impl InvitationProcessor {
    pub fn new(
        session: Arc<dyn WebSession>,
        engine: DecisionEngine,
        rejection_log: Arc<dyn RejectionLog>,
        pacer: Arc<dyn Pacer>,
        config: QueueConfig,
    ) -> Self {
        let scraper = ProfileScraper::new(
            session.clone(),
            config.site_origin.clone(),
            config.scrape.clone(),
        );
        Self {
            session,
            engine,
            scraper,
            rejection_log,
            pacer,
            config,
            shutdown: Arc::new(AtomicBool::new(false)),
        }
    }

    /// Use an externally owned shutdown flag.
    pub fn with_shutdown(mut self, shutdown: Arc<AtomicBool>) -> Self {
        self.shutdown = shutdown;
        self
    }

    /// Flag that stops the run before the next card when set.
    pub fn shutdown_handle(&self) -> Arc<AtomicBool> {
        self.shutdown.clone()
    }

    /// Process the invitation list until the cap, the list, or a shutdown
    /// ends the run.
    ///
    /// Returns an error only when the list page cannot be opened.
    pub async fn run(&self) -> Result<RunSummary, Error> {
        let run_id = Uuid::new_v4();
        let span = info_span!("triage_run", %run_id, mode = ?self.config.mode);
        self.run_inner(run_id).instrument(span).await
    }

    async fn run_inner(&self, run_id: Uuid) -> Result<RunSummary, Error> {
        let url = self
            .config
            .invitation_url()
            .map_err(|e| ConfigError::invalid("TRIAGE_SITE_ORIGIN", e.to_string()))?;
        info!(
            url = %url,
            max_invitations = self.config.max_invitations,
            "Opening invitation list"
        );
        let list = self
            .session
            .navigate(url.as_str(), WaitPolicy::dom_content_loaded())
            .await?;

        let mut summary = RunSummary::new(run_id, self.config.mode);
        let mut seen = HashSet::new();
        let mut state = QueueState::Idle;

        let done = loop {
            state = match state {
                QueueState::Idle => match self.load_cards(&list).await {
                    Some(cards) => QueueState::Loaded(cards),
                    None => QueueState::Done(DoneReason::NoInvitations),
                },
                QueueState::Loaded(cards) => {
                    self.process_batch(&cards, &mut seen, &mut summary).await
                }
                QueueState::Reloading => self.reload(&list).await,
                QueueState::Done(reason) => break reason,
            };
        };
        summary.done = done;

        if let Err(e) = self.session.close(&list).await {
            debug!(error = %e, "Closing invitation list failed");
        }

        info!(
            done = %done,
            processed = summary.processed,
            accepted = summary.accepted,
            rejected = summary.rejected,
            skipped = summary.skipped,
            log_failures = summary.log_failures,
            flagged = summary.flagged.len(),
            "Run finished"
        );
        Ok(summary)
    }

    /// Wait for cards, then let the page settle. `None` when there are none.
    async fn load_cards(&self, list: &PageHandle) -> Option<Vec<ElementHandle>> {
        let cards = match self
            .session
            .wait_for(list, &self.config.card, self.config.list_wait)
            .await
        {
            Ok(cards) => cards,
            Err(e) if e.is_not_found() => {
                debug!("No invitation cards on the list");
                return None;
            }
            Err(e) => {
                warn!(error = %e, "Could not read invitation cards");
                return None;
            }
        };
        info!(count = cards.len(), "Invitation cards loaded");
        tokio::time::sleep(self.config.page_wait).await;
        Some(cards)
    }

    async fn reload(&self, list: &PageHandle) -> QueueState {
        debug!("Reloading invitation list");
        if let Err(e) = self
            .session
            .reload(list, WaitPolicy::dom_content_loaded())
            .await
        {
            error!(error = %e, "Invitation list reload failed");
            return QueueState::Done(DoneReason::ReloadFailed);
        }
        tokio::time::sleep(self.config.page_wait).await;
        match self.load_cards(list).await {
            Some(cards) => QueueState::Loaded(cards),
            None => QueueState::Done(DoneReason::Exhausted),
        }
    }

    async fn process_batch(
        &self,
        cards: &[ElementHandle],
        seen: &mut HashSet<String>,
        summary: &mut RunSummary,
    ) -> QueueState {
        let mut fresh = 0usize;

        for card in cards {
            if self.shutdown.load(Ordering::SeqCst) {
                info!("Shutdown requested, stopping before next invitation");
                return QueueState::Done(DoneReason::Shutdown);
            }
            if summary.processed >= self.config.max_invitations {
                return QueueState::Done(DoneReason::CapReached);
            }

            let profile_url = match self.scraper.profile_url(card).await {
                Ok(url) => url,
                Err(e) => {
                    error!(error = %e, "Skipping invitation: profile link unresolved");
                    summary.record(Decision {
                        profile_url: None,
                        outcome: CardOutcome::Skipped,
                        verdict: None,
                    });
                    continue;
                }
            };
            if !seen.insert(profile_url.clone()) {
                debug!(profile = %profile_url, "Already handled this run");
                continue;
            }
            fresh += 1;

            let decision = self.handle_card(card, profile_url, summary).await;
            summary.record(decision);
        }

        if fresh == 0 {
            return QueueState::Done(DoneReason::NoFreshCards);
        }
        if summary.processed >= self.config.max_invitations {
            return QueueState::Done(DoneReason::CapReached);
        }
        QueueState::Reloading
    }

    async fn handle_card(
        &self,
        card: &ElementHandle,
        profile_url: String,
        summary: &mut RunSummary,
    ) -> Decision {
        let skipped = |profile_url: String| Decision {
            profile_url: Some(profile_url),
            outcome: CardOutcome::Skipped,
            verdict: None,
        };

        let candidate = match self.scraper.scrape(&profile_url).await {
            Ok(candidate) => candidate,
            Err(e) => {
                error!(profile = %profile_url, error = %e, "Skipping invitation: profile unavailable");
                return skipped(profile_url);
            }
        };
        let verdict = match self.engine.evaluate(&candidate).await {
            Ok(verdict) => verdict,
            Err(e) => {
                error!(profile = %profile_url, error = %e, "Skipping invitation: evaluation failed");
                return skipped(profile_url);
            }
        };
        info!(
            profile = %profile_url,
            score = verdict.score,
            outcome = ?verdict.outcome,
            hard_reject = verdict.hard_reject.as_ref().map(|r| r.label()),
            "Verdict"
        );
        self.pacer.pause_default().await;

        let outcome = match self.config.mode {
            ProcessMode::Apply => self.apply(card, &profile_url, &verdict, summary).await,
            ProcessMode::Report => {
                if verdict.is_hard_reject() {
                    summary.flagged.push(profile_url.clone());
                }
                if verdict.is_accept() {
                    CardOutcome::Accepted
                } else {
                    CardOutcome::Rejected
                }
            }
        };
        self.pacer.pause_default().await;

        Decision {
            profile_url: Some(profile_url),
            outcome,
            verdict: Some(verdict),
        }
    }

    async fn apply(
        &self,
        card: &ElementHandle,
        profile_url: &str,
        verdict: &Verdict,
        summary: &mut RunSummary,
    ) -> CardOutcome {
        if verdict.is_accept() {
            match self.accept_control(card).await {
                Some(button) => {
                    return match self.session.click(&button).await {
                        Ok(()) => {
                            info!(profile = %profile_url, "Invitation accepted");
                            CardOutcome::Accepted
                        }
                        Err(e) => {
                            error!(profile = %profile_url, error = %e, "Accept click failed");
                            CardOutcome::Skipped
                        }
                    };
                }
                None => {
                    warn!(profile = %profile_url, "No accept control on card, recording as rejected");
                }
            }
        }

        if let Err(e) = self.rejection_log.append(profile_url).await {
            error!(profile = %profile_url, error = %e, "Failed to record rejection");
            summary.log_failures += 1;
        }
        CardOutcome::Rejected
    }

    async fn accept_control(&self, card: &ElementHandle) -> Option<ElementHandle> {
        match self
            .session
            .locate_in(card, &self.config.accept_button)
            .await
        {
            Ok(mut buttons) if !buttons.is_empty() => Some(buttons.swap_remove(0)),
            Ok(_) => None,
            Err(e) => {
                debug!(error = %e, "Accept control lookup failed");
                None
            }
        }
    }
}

☆ ☆ ☆ ☆

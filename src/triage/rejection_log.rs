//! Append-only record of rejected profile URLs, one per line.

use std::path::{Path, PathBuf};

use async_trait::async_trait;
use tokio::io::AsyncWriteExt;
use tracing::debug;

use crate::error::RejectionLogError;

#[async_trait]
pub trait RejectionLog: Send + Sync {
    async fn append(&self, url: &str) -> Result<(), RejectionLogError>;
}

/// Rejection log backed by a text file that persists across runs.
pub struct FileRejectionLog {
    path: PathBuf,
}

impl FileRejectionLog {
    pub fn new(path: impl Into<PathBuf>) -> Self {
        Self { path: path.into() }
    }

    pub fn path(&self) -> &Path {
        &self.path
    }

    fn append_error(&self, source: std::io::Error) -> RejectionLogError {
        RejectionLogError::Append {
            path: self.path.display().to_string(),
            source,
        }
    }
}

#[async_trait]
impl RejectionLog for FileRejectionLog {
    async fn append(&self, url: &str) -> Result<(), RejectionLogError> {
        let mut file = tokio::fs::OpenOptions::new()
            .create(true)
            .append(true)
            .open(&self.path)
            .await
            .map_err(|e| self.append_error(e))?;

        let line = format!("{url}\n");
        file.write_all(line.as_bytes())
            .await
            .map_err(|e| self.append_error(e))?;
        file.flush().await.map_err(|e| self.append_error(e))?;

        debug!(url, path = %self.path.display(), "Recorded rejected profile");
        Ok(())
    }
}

☆ ☆ ☆ ☆

• Task to carry out:
Go through the data and count each line that has the word "impl", then give the total alone.

• Answer area:
4